Update 1/29 genfact.rb is a Ruby program which generates arithmetic facts that you can use for testing. Run it as follows:

ruby genfact.rb

It will output an addition fact, subtraction fact, or inequality. You can take the generated fact and turn it into a test case. For example, the inequality

962d7e839ed2d377 < 8e11539c5ea7a510656b3fcc5403c83b91229139ab28bce

could be converted into the following test code:

a = apint_create_from_hex("962d7e839ed2d377");
b = apint_create_from_hex("8e11539c5ea7a510656b3fcc5403c83b91229139ab28bce");
ASSERT(apint_compare(a, b) < 0);
apint_destroy(b);
apint_destroy(a);

The script-generated addition fact

d4fa6f0b63ad80a34b93b74d + 3935dcebf95bdf = d4fa6f0b63e6b680378d132c

could be converted into the following test code:

a = apint_create_from_hex("d4fa6f0b63ad80a34b93b74d");
b = apint_create_from_hex("3935dcebf95bdf");
sum = apint_add(a, b);
ASSERT(0 == strcmp("d4fa6f0b63e6b680378d132c", (s = apint_format_as_hex(sum))));
apint_destroy(sum);
apint_destroy(b);
apint_destroy(a);
free(s);

Feel free to use genfact.rb as a basis for generating unit tests.

Use gdb to investigate bugs.
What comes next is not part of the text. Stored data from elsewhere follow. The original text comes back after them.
use axum::{
    extract::rejection::{JsonRejection, QueryRejection},
    http::StatusCode,
    response::{IntoResponse, Response},
    Json,
};
use serde_json::json;
use std::fmt;

/// Application error type
#[derive(Debug, Clone)]
pub enum AppError {
    // Configuration errors
    ConfigError(String),

    // Storage errors
    RedisError(String),
    PersistenceFailure(String),

    // Caller errors
    Unauthorized(String),
    Forbidden(String),
    BadRequest(String),
    NotFound(String),
    InvalidInput(String),
    BudgetExhausted(String),

    // Language model errors (recovered by the fallback path)
    ModelUnavailable(String),
    MalformedModelOutput(String),

    // Internal errors
    InternalError(String),
}

impl fmt::Display for AppError {
    fn fmt(&self, f: &mut fmt::Formatter<'_>) -> fmt::Result {
        match self {
            Self::ConfigError(msg) => write!(f, "Configuration error: {}", msg),
            Self::RedisError(msg) => write!(f, "Redis error: {}", msg),
            Self::PersistenceFailure(msg) => write!(f, "Persistence failure: {}", msg),
            Self::Unauthorized(msg) => write!(f, "Unauthorized: {}", msg),
            Self::Forbidden(msg) => write!(f, "Forbidden: {}", msg),
            Self::BadRequest(msg) => write!(f, "Bad request: {}", msg),
            Self::NotFound(msg) => write!(f, "Not found: {}", msg),
            Self::InvalidInput(msg) => write!(f, "Invalid input: {}", msg),
            Self::BudgetExhausted(msg) => write!(f, "Budget exhausted: {}", msg),
            Self::ModelUnavailable(msg) => write!(f, "Model unavailable: {}", msg),
            Self::MalformedModelOutput(msg) => write!(f, "Malformed model output: {}", msg),
            Self::InternalError(msg) => write!(f, "Internal error: {}", msg),
        }
    }
}

impl std::error::Error for AppError {}

impl IntoResponse for AppError {
    fn into_response(self) -> Response {
        let (status, error_message, error_type) = match &self {
            Self::ConfigError(msg) => (
                StatusCode::INTERNAL_SERVER_ERROR,
                msg.clone(),
                "config_error",
            ),
            Self::RedisError(msg) => (
                StatusCode::INTERNAL_SERVER_ERROR,
                msg.clone(),
                "redis_error",
            ),
            Self::PersistenceFailure(msg) => (
                StatusCode::INTERNAL_SERVER_ERROR,
                msg.clone(),
                "persistence_failure",
            ),
            Self::Unauthorized(msg) => (StatusCode::UNAUTHORIZED, msg.clone(), "unauthorized"),
            Self::Forbidden(msg) => (StatusCode::FORBIDDEN, msg.clone(), "forbidden"),
            Self::BadRequest(msg) => (StatusCode::BAD_REQUEST, msg.clone(), "bad_request"),
            Self::NotFound(msg) => (StatusCode::NOT_FOUND, msg.clone(), "not_found"),
            Self::InvalidInput(msg) => (StatusCode::BAD_REQUEST, msg.clone(), "invalid_input"),
            Self::BudgetExhausted(msg) => (
                StatusCode::TOO_MANY_REQUESTS,
                msg.clone(),
                "budget_exhausted",
            ),
            Self::ModelUnavailable(msg) => {
                (StatusCode::BAD_GATEWAY, msg.clone(), "model_unavailable")
            }
            Self::MalformedModelOutput(msg) => (
                StatusCode::BAD_GATEWAY,
                msg.clone(),
                "malformed_model_output",
            ),
            Self::InternalError(msg) => (
                StatusCode::INTERNAL_SERVER_ERROR,
                msg.clone(),
                "internal_error",
            ),
        };

        let body = Json(json!({
            "error": {
                "message": error_message,
                "type": error_type,
                "status": status.as_u16(),
            }
        }));

        (status, body).into_response()
    }
}

// Conversion implementations for common error types
impl From<config::ConfigError> for AppError {
    fn from(err: config::ConfigError) -> Self {
        Self::ConfigError(err.to_string())
    }
}

impl From<redis::RedisError> for AppError {
    fn from(err: redis::RedisError) -> Self {
        Self::RedisError(err.to_string())
    }
}

impl From<reqwest::Error> for AppError {
    fn from(err: reqwest::Error) -> Self {
        // Request URLs may carry credentials
        Self::ModelUnavailable(err.without_url().to_string())
    }
}

impl From<anyhow::Error> for AppError {
    fn from(err: anyhow::Error) -> Self {
        // Check if the underlying error is a Redis error
        if let Some(redis_err) = err.downcast_ref::<redis::RedisError>() {
            return Self::RedisError(redis_err.to_string());
        }
        match err.downcast::<reqwest::Error>() {
            Ok(reqwest_err) => Self::from(reqwest_err),
            Err(err) => Self::InternalError(format!("{:#}", err)),
        }
    }
}

// Extractor rejections use the same envelope as every other error
impl From<JsonRejection> for AppError {
    fn from(rejection: JsonRejection) -> Self {
        Self::InvalidInput(rejection.body_text())
    }
}

impl From<QueryRejection> for AppError {
    fn from(rejection: QueryRejection) -> Self {
        Self::InvalidInput(rejection.body_text())
    }
}

impl From<serde_json::Error> for AppError {
    fn from(err: serde_json::Error) -> Self {
        Self::InternalError(format!("JSON serialization error: {}", err))
    }
}

/// Result type alias for application errors
pub type Result<T> = std::result::Result<T, AppError>;
pub mod caller;
pub mod session;
pub mod transformation;
pub mod usage_record;
pub mod user;

pub use caller::{Caller, MAX_USER_ID_CHARS};
pub use session::{AnonymousUsage, LearnedPhrase, NewPhrase, NewSession, PhraseUpdate, Session};
pub use transformation::{KeyPhrase, TransformRequest, TransformationResult, KEY_PHRASE_COUNT};
pub use usage_record::{RecordOutcome, UsageBody, UsageRecord, UsageResponse, UsageSnapshot};
pub use user::{NewUser, UserProfile, UserUpdate};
When a test fails, use gdb to help determine the reason for the failure. Set breakpoints at the program location just prior to the point where the program state becomes corrupted. Single step and inspect variables to understand what the code is doing.

Use valgrind to check memory use. The valgrind tool is enormously useful for making sure your code does not contain memory errors such as

use of uninitialized values
out of bounds memory accesses
memory leaks
double free errors

To run valgrind, on your test program, the command is valgrind ./apintTests.

Submitting

To submit your work:

Run the command make solution.zip
Upload solution.zip to Gradescope as Assignment1
Please check the files you uploaded to make sure they are the ones you intended to submit

Update 1/30 There is an issue with the Makefile posted in the original version of the assignment skeleton: the make solution.zip command would not rebuild the zipfile even if files had changed. You can fix the solution.zip target by changing the original target

solution.zip :
	rm -f solution.zip
	zip -9r $@ Makefile *.h *.c

to the following:

.PHONY: solution.zip
solution.zip :
	rm -f solution.zip
	zip -9r $@ Makefile *.h *.c

You can also download a fixed version of the makefile: Makefile

Autograder

When you upload your submission to Gradescope, it will be tested by the autograder, which executes unit tests for each required function. Please note the following:

Only the “Impementation of data type and functions” rubric item is autograder
If your code does not compile successfully, all of the tests will fail
The autograder runs valgrind on your code, but it does not report any information about the result of running valgrind: points will be deducted if your code has memory errors or memory leaks!